Manufactured by Maz-Zee S.A. International, San Diego, CA, the product consists of 28 natural interactive components, says Adrian Arp, a company technical representative.

Lest you think this is just another snake-oil product, other farmers and crop consultants also report yield increases. And PenaTron performed well in Texas A&M University cotton trials.

The conditioner is said to contain enzymes and microorganisms to activate soil microbes, natural wetting agents to ensure better soil wetting and water movement, and root stimulants. It also offers other minerals and nutrients that enhance plant growth and reduce plant stress.

Hall, who farms 1,200 acres of irrigated alfalfa, tested PenaTron on 100 acres of new seeding next to 80 untreated acres.

"The treated field remained green all winter, even in zero-degree temperatures," he reports. "The other field turned brown. In the spring of 1997, we dug up some roots on the treated field, and they were 18" long. Roots on the untreated field were 6" long."

The field outyielded the control field by at least 1/2 ton per acre on each of the three cuttings.

Albert Lockwood, Twin Falls, ID, will apply it to new alfalfa ground this year after seeing a big difference in treated potatoes.

"Before, we had a five-day irrigation rotation on our potatoes," says Lockwood. "With PenaTron, we're at seven days. The soil makes better use of the water. With what it is doing for the soil on potatoes, I believe I'll also see good results on my alfalfa."

Company alfalfa tests in Idaho have consistently shown yield increases, says Arp. In loamy soil, a 1-gallon early growth treatment and a 1/2-gallon treatment at 5-6" of regrowth produced 9.1 tons per acre compared to 7.2 tons of non-treated alfalfa. On silty soil, treated alfalfa yielded 10.2 tons; untreated alfalfa, 8.5 tons.

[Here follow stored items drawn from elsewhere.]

/// Decides whether the caller may read `entity` and whether they are limited to published rows.
/// Anonymous callers and plain `user`s only see published rows of public entities.
fn read_scope(state: &AppState, entity: &ResolvedEntity, caller: &MaybeAuthUser) -> Result<bool, AppError> {
    let Some(user) = &caller.0 else {
        return if entity.public_read {
            Ok(true)
        } else {
            Err(AppError::Unauthorized("Missing Authorization header".into()))
        };
    };
    authorize(state, user, &entity.resource, Action::Read)?;
    let category = ResourceCategory::of(&entity.resource);
    let full = user.role == Role::Admin || has_permission(user.role, &format!("{}:read", category.prefix()));
    if !full && !entity.public_read {
        return Err(AppError::insufficient_permissions());
    }
    Ok(!full)
}

fn parse_id(id_str: &str, pk_type: &PkType) -> Result<Value, AppError> {
    Ok(match pk_type {
        PkType::Uuid => {
            let u = uuid::Uuid::parse_str(id_str).map_err(|_| AppError::BadRequest("invalid uuid".into()))?;
            Value::String(u.to_string())
        }
        PkType::BigInt | PkType::Int => {
            let n: i64 = id_str.parse().map_err(|_| AppError::BadRequest("invalid id".into()))?;
            Value::Number(n.into())
        }
        PkType::Text => Value::String(id_str.to_string()),
    })
}

fn body_to_map(value: Value) -> Result<HashMap<String, Value>, AppError> {
    match value {
        Value::Object(m) => Ok(object_to_column_map(m)),
        _ => Err(AppError::BadRequest("body must be a JSON object".into())),
    }
}

fn body_to_items(value: Value) -> Result<Vec<HashMap<String, Value>>, AppError> {
    match value {
        Value::Array(arr) => arr.into_iter().map(body_to_map).collect(),
        _ => Err(AppError::BadRequest("body must be a JSON array of objects".into())),
    }
}

/// Query-string value typed by the column it filters. Values the column type
/// cannot hold are the client's error (400), not a failed cast in Postgres.
fn query_value_for_column(entity: &ResolvedEntity, col: &str, s: &str) -> Result<Value, AppError> {
    let column = entity.column(col);
    if s == "null" && column.map(|c| c.nullable).unwrap_or(false) {
        return Ok(Value::Null);
    }
    let pg_type = column.and_then(|c| c.pg_type.as_deref()).unwrap_or("text");
    let value = match pg_type {
        "integer" | "bigint" => s
            .parse::<i64>()
            .map(Value::from)
            .map_err(|_| AppError::BadRequest(format!("{} must be an integer", col)))?,
        "numeric" | "double precision" => {
            s.parse::<f64>()
                .ok()
                .filter(|n| n.is_finite())
                .ok_or_else(|| AppError::BadRequest(format!("{} must be a number", col)))?;
            Value::String(s.to_string())
        }
        "boolean" if s.eq_ignore_ascii_case("true") => Value::Bool(true),
        "boolean" if s.eq_ignore_ascii_case("false") => Value::Bool(false),
        "boolean" => return Err(AppError::BadRequest(format!("{} must be true or false", col))),
        "uuid" => {
            uuid::Uuid::parse_str(s).map_err(|_| AppError::BadRequest(format!("{} must be a uuid", col)))?;
            Value::String(s.to_string())
        }
        _ => Value::String(s.to_string()),
    };
    Ok(value)
}

/// `?include=a,b` resolved against the entity's relationships. Related entities must be readable
/// in the same scope as the main one.
fn parse_includes<'a>(
    state: &'a AppState,
    entity: &'a ResolvedEntity,
    raw: Option<&str>,
    published_only: bool,
) -> Result<Vec<IncludeSelect<'a>>, AppError> {
    let Some(raw) = raw else {
        return Ok(Vec::new());
    };
    let mut out = Vec::new();
    for name in raw.split(',').map(str::trim).filter(|s| !s.is_empty()) {
        let link = entity
            .include(name)
            .ok_or_else(|| AppError::BadRequest(format!("unknown include '{}'", name)))?;
        let related = state
            .model
            .entity_by_path(&link.related_path_segment)
            .ok_or_else(|| AppError::BadRequest(format!("unknown include '{}'", name)))?;
        if !related.allows("read") || (published_only && !related.public_read) {
            return Err(AppError::BadRequest(format!("include '{}' is not readable", name)));
        }
        out.push(IncludeSelect {
            name: link.name.as_str(),
            direction: link.direction.clone(),
            related,
            our_key: link.our_key_column.as_str(),
            their_key: link.their_key_column.as_str(),
        });
    }
    Ok(out)
}

pub async fn list(
    State(state): State<AppState>,
    caller: MaybeAuthUser,
    Path(path_segment): Path<String>,
    Query(params): Query<HashMap<String, String>>,
) -> Result<impl IntoResponse, AppError> {
    let entity = entity_for(&state, &path_segment, "read")?;
    let published_only = read_scope(&state, entity, &caller)?;

    let mut query = ListQuery {
        published_only,
        ..Default::default()
    };
    let mut keys: Vec<&String> = params.keys().collect();
    keys.sort();
    for k in keys {
        let v = &params[k];
        match k.as_str() {
            "limit" => {
                let n: u32 = v.parse().map_err(|_| AppError::BadRequest("limit must be a number".into()))?;
                query.limit = Some(n.clamp(1, MAX_LIMIT));
            }
            "offset" => {
                query.offset = Some(v.parse().map_err(|_| AppError::BadRequest("offset must be a number".into()))?);
            }
            "order" => {
                let order = OrderBy::parse(v)
                    .filter(|o| entity.has_column(&o.column) && !entity.sensitive_columns.contains(&o.column))
                    .ok_or_else(|| AppError::BadRequest(format!("cannot order by '{}'", v)))?;
                query.order = Some(order);
            }
            "include" => {}
            col if entity.has_column(col) && !entity.sensitive_columns.contains(col) => {
                query.filters.push((col.to_string(), query_value_for_column(entity, col, v)?));
            }
            _ => {}
        }
    }
    query.includes = parse_includes(&state, entity, params.get("include").map(String::as_str), published_only)?;
    let limit = *query.limit.get_or_insert(DEFAULT_LIMIT);
    let offset = *query.offset.get_or_insert(0);

    let rows = CrudService::list(&state.pool, entity, &query).await?;
    Ok(success_page(rows, limit, offset))
}

pub async fn read(
    State(state): State<AppState>,
    caller: MaybeAuthUser,
    Path((path_segment, id_str)): Path<(String, String)>,
    Query(params): Query<HashMap<String, String>>,
) -> Result<impl IntoResponse, AppError> {
    let entity = entity_for(&state, &path_segment, "read")?;
    let published_only = read_scope(&state, entity, &caller)?;
    let id = parse_id(&id_str, &entity.pk_type)?;
    let includes = parse_includes(&state, entity, params.get("include").map(String::as_str), published_only)?;
    let row = CrudService::read_by(&state.pool, entity, &entity.pk_columns[0], &id, published_only, &includes)
        .await?
        .ok_or_else(|| AppError::NotFound(format!("{} {}", path_segment, id_str)))?;
    Ok(success_one_ok(row))
}

pub async fn read_by_slug(
    State(state): State<AppState>,
    caller: MaybeAuthUser,
    Path((path_segment, slug)): Path<(String, String)>,
    Query(params): Query<HashMap<String, String>>,
) -> Result<impl IntoResponse, AppError> {
    let entity = entity_for(&state, &path_segment, "read")?;
    let slug_column = entity
        .slug_column
        .as_deref()
        .ok_or_else(|| AppError::NotFound(format!("{} has no slugs", path_segment)))?;
    let published_only = read_scope(&state, entity, &caller)?;
    if !is_valid_slug(&slug) {
        return Err(AppError::NotFound(format!("{} {}", path_segment, slug)));
    }
    let includes = parse_includes(&state, entity, params.get("include").map(String::as_str), published_only)?;
    let row = CrudService::read_by(&state.pool, entity, slug_column, &Value::String(slug.clone()), published_only, &includes)
        .await?
        .ok_or_else(|| AppError::NotFound(format!("{} {}", path_segment, slug)))?;
    Ok(success_one_ok(row))
}

fn row_id(entity: &ResolvedEntity, row: &Value) -> String {
    match row.get(&entity.pk_columns[0]) {
        Some(Value::String(s)) => s.clone(),
        Some(other) => other.to_string(),
        None => String::new(),
    }
}

pub async fn create(
    State(state): State<AppState>,
    user: AuthUser,
    Path(path_segment): Path<String>,
    Json(body): Json<Value>,
) -> Result<impl IntoResponse, AppError> {
    let entity = entity_for(&state, &path_segment, "create")?;
    authorize(&state, &user, &entity.resource, Action::Write)?;
    let mut body = body_to_map(body)?;
    apply_slug(entity, &mut body)?;
    RequestValidator::validate(&body, &entity.validation)?;
    let row = CrudService::create(&state.pool, entity, &body).await?;
    tracing::info!(entity = %path_segment, user_id = %user.user_id, "content created");
    audit::record_detached(
        &state,
        AuditEntry::new(audit::ACTION_CREATE, &entity.path_segment)
            .actor(&user)
            .resource_id(row_id(entity, &row)),
    );
    Ok(success_one(row))
}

The product also benefits other forages. Allen Diffendaffer, Rocky, OK, treated 22 acres of Plains Bluestem. Protein and TDN levels both increased.

Aubrey Dromgoole, a western Oklahoma crop consultant, will work with Oklahoma State University on PenaTron research plots this year.

"We're seeing good results on different bermudagrasses treated with the product," he says. "We grow more stem, but the grass is sweeter on ground treated with PenaTron. Cattle walk across the non-treated to get to it."

Joseph Kuti, Texas A&M University researcher at Kingsville, is in his fourth year of testing PenaTron on cotton.

"This compound changes the soil and gives it a better texture," says Kuti. "We get higher yields and higher-quality cotton. It should also work well on alfalfa and other crops."